In nature there are many symbiotic relationships between different species. Some with plants and fungi called mycorrhizae which grow along root fibers that provide the structure for the fungi to flourish. This in turn increases the surface area of the root, allowing for an additional amount of water and nutrient uptake to the plant.

Other examples of mutualism in nature are with plants to animals that either disperse seeds or pollinate flowers. These pollinators depend on the plant as a food source and in turn the plant flourishes in that environment. On the ocean floor there is yet another example of coral and zooxanthellae, a type of algae, that inhabit the coral but continue to be an independent organism. The algae, through the process of photosynthesis, provide coral with the building blocks to make proteins, fats, and carbohydrates. In return coral provides a protected environment for the algae to thrive.

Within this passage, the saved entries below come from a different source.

//! Store: owns the slices and dispatches operations against the data service.

use std::future::Future;
use std::sync::Arc;

use tokio::sync::watch;
use validator::Validate;

use crate::application::dto::{
    AuthResponse, ClientForm, ForgotPasswordForm, ImageUpload, PlanForm, ProfileUpdate,
    SignInForm, SignUpForm, SocialProvider, SocialSignIn,
};
use crate::application::services::{DataService, ServiceError};
use crate::domain::services::ClientFilter;
use crate::domain::{Client, Coach, Plan};
use crate::infrastructure::metrics;
use crate::shared::validation::first_error_message;

use super::auth_slice::{AuthAction, AuthOperation, AuthState};
use super::coach_slice::{CoachAction, CoachOperation, CoachState};

/// Snapshot of the whole store.
#[derive(Debug, Clone, Default, PartialEq)]
pub struct RootState {
    pub auth: AuthState,
    pub coach: CoachState,
}

/// A dispatched operation that ended in its rejected transition.
///
/// The same message is already stored as the slice `error`.
#[derive(Debug, Clone, PartialEq, Eq, thiserror::Error)]
#[error("{message}")]
pub struct Rejected {
    pub message: String,
}

/// Outcome of an async dispatch.
pub type Dispatch<T> = Result<T, Rejected>;

/// Application store.
///
/// Each transition is applied atomically and then published to every
/// subscriber. Overlapping dispatches are not serialized; results are
/// applied in completion order.
pub struct Store {
    service: Arc<dyn DataService>,
    state: watch::Sender<RootState>,
}

impl Store {
    /// Create a store with empty state bound to `service`.
    pub fn new(service: Arc<dyn DataService>) -> Self {
        let (state, _) = watch::channel(RootState::default());
        Self { service, state }
    }

    /// Clone of the current state.
    pub fn state(&self) -> RootState {
        self.state.borrow().clone()
    }

    /// Read part of the state without cloning the rest.
    pub fn select<R>(&self, f: impl FnOnce(&RootState) -> R) -> R {
        f(&self.state.borrow())
    }

    /// Receiver notified after every transition.
    pub fn subscribe(&self) -> watch::Receiver<RootState> {
        self.state.subscribe()
    }

    /// Clients matching a status filter and search query.
    pub fn filtered_clients(&self, filter: ClientFilter, query: &str) -> Vec<Client> {
        self.select(|s| {
            s.coach
                .filtered_clients(filter, query)
                .into_iter()
                .cloned()
                .collect()
        })
    }

    // ------------------------------------------------------------------
    // Auth slice
    // ------------------------------------------------------------------

    pub async fn sign_in(&self, form: SignInForm) -> Dispatch<AuthResponse> {
        let operation = AuthOperation::SignIn;
        self.run_auth(operation, self.service.sign_in(form), |resp: &AuthResponse| {
            AuthAction::Authenticated {
                operation,
                coach: resp.coach.clone(),
            }
        })
        .await
    }

    pub async fn sign_up(&self, form: SignUpForm) -> Dispatch<AuthResponse> {
        let operation = AuthOperation::SignUp;
        let service = Arc::clone(&self.service);
        let call = async move {
            validate(&form)?;
            service.sign_up(form).await
        };
        self.run_auth(operation, call, |resp: &AuthResponse| AuthAction::Authenticated {
            operation,
            coach: resp.coach.clone(),
        })
        .await
    }

    pub async fn sign_out(&self) -> Dispatch<()> {
        self.run_auth(AuthOperation::SignOut, self.service.sign_out(), |_| {
            AuthAction::SignedOut
        })
        .await
    }

    pub async fn forgot_password(&self, form: ForgotPasswordForm) -> Dispatch<()> {
        let service = Arc::clone(&self.service);
        let call = async move {
            validate(&form)?;
            service.forgot_password(&form.email).await
        };
        self.run_auth(AuthOperation::ForgotPassword, call, |_| {
            AuthAction::PasswordResetRequested
        })
        .await
    }

    pub async fn sign_in_with_google(&self, request: SocialSignIn) -> Dispatch<AuthResponse> {
        self.social_sign_in(SocialProvider::Google, request).await
    }

    pub async fn sign_in_with_facebook(&self, request: SocialSignIn) -> Dispatch<AuthResponse> {
        self.social_sign_in(SocialProvider::Facebook, request).await
    }

    pub async fn sign_in_with_apple(&self, request: SocialSignIn) -> Dispatch<AuthResponse> {
        self.social_sign_in(SocialProvider::Apple, request).await
    }

    async fn social_sign_in(
        &self,
        provider: SocialProvider,
        request: SocialSignIn,
    ) -> Dispatch<AuthResponse> {
        let operation = match provider {
            SocialProvider::Google => AuthOperation::SignInWithGoogle,
            SocialProvider::Facebook => AuthOperation::SignInWithFacebook,
            SocialProvider::Apple => AuthOperation::SignInWithApple,
        };
        self.run_auth(
            operation,
            self.service.sign_in_with_social(provider, request),
            |resp: &AuthResponse| AuthAction::Authenticated {
                operation,
                coach: resp.coach.clone(),
            },
        )
        .await
    }

    /// Merge profile fields into the signed-in coach.
    pub async fn update_profile(&self, update: ProfileUpdate) -> Dispatch<Coach> {
        let operation = AuthOperation::UpdateProfile;
        self.run_auth(operation, self.service.update_coach_profile(update), |coach: &Coach| {
            AuthAction::CoachReplaced {
                operation,
                coach: coach.clone(),
            }
        })
        .await
    }

    /// Upload a profile photo and point the coach profile at it.
    pub async fn upload_profile_photo(&self, file: ImageUpload) -> Dispatch<Coach> {
        let operation = AuthOperation::UploadProfilePhoto;
        let service = Arc::clone(&self.service);
        let call = async move {
            let url = service.upload_image(file).await?;
            service
                .update_coach_profile(ProfileUpdate {
                    profile_photo_url: Some(url),
                    ..ProfileUpdate::default()
                })
                .await
        };
        self.run_auth(operation, call, |coach: &Coach| AuthAction::CoachReplaced {
            operation,
            coach: coach.clone(),
        })
        .await
    }

    pub fn clear_auth_error(&self) {
        self.apply_auth(AuthAction::ClearError);
    }

    /// Install a coach directly, e.g. one restored by the caller.
    pub fn set_coach(&self, coach: Coach) {
        self.apply_auth(AuthAction::SetCoach(coach));
    }

    // ------------------------------------------------------------------
    // Coach slice
    // ------------------------------------------------------------------

    pub async fn load_clients(&self) -> Dispatch<Vec<Client>> {
        self.run_coach(CoachOperation::LoadClients, self.service.get_clients(), |clients: &Vec<Client>| {
            CoachAction::ClientsLoaded(clients.clone())
        })
        .await
    }

    pub async fn load_plans(&self) -> Dispatch<Vec<Plan>> {
        self.run_coach(CoachOperation::LoadPlans, self.service.get_plans(), |plans: &Vec<Plan>| {
            CoachAction::PlansLoaded(plans.clone())
        })
        .await
    }

    /// Load clients and plans concurrently, as the dashboard does on entry.
    pub async fn load_dashboard(&self) -> (Dispatch<Vec<Client>>, Dispatch<Vec<Plan>>) {
        futures::join!(self.load_clients(), self.load_plans())
    }

    pub async fn add_client(&self, form: ClientForm) -> Dispatch<Client> {
        let service = Arc::clone(&self.service);
        let call = async move {
            validate(&form)?;
            service.add_client(form.into_new_client()).await
        };
        self.run_coach(CoachOperation::AddClient, call, |client: &Client| {
            CoachAction::ClientAdded(client.clone())
        })
        .await
    }

    pub async fn update_client(&self, client: Client) -> Dispatch<Client> {
        self.run_coach(
            CoachOperation::UpdateClient,
            self.service.update_client(client),
            |client: &Client| CoachAction::ClientUpdated(client.clone()),
        )
        .await
    }

    pub async fn delete_client(&self, client_id: &str) -> Dispatch<()> {
        let id = client_id.to_string();
        self.run_coach(
            CoachOperation::DeleteClient,
            self.service.delete_client(client_id),
            move |_| CoachAction::ClientDeleted(id),
        )
        .await
    }

    pub async fn add_plan(&self, form: PlanForm) -> Dispatch<Plan> {
        let service = Arc::clone(&self.service);
        let call = async move {
            validate(&form)?;
            service.add_plan(form.into_new_plan()).await
        };
        self.run_coach(CoachOperation::AddPlan, call, |plan: &Plan| {
            CoachAction::PlanAdded(plan.clone())
        })
        .await
    }

    pub async fn update_plan(&self, plan: Plan) -> Dispatch<Plan> {
        self.run_coach(
            CoachOperation::UpdatePlan,
            self.service.update_plan(plan),
            |plan: &Plan| CoachAction::PlanUpdated(plan.clone()),
        )
        .await
    }

    pub async fn delete_plan(&self, plan_id: &str) -> Dispatch<()> {
        let id = plan_id.to_string();
        self.run_coach(
            CoachOperation::DeletePlan,
            self.service.delete_plan(plan_id),
            move |_| CoachAction::PlanDeleted(id),
        )
        .await
    }

    pub fn clear_coach_error(&self) {
        self.apply_coach(CoachAction::ClearError);
    }

    /// Drop all clients and plans, e.g. after signing out.
    pub fn clear_data(&self) {
        self.apply_coach(CoachAction::ClearData);
    }

    // ------------------------------------------------------------------
    // Dispatch plumbing
    // ------------------------------------------------------------------

    async fn run_auth<T, Fut>(
        &self,
        operation: AuthOperation,
        call: Fut,
        fulfilled: impl FnOnce(&T) -> AuthAction,
    ) -> Dispatch<T>
    where
        Fut: Future<Output = Result<T, ServiceError>>,
    {
        tracing::debug!(slice = "auth", operation = %operation, "dispatch pending");
        self.apply_auth(AuthAction::Pending(operation));

        match call.await {
            Ok(value) => {
                self.apply_auth(fulfilled(&value));
                tracing::debug!(slice = "auth", operation = %operation, "dispatch fulfilled");
                metrics::record_dispatch("auth", operation.as_str(), "fulfilled");
                Ok(value)
            }
            Err(err) => {
                let message = err.to_string();
                tracing::warn!(slice = "auth", operation = %operation, error = %message, "dispatch rejected");
                self.apply_auth(AuthAction::Rejected {
                    operation,
                    message: message.clone(),
                });
                metrics::record_dispatch("auth", operation.as_str(), "rejected");
                Err(Rejected { message })
            }
        }
    }

    async fn run_coach<T, Fut>(
        &self,
        operation: CoachOperation,
        call: Fut,
        fulfilled: impl FnOnce(&T) -> CoachAction,
    ) -> Dispatch<T>
    where
        Fut: Future<Output = Result<T, ServiceError>>,
    {
        tracing::debug!(slice = "coach", operation = %operation, "dispatch pending");
        self.apply_coach(CoachAction::Pending(operation));

        match call.await {
            Ok(value) => {
                self.apply_coach(fulfilled(&value));
                tracing::debug!(slice = "coach", operation = %operation, "dispatch fulfilled");
                metrics::record_dispatch("coach", operation.as_str(), "fulfilled");
                Ok(value)
            }
            Err(err) => {
                let message = err.to_string();
                tracing::warn!(slice = "coach", operation = %operation, error = %message, "dispatch rejected");
                self.apply_coach(CoachAction::Rejected {
                    operation,
                    message: message.clone(),
                });
                metrics::record_dispatch("coach", operation.as_str(), "rejected");
                Err(Rejected { message })
            }
        }
    }

    fn apply_auth(&self, action: AuthAction) {
        self.state.send_modify(|state| state.auth.reduce(action));
    }

    fn apply_coach(&self, action: CoachAction) {
        self.state.send_modify(|state| state.coach.reduce(action));
    }
}

fn validate<T: Validate>(form: &T) -> Result<(), ServiceError> {
    form.validate()
        .map_err(|errors| ServiceError::Validation(first_error_message(&errors)))
}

What if these types of relationships existed in architectural form, what would it look like?

The exchange of resources; shelter, food, nutrients. The exchange of services; protection, transportation, healthcare. The exchange of energy; capture, storage, infrastructure. The exchange of waste as resources.

This topic is important because it explores the relationship between two or more buildings in proximity, and how these buildings can mutually benefit from each other. It is predicted by 2050 that 68% of the world population will be living in urban settings, which equates to higher density in downtown areas. With density comes a higher need for local resources and an increase load on infrastructure.

This thesis also explores the mutualistic relationship between two programs, that of a Data Center and a Vertical Hydroponic Farm, with a goal of capturing heat from the data Center before it is released into the environment and cycle it into the growing environment.

I propose to

One: Explore the relationship of building typology and program and how they can be beneficial

Two: Develop an integrated system that incorporates the premise of being beneficial to adjacent buildings.

I’ve chosen precedents to study in detail for their relationship of the components, façade integration, kinetic ability, and material choice. These precedents were designed to be performative in different ways. They are not necessarily beneficial outside of the internal program, but have the potential of providing resources in different ways.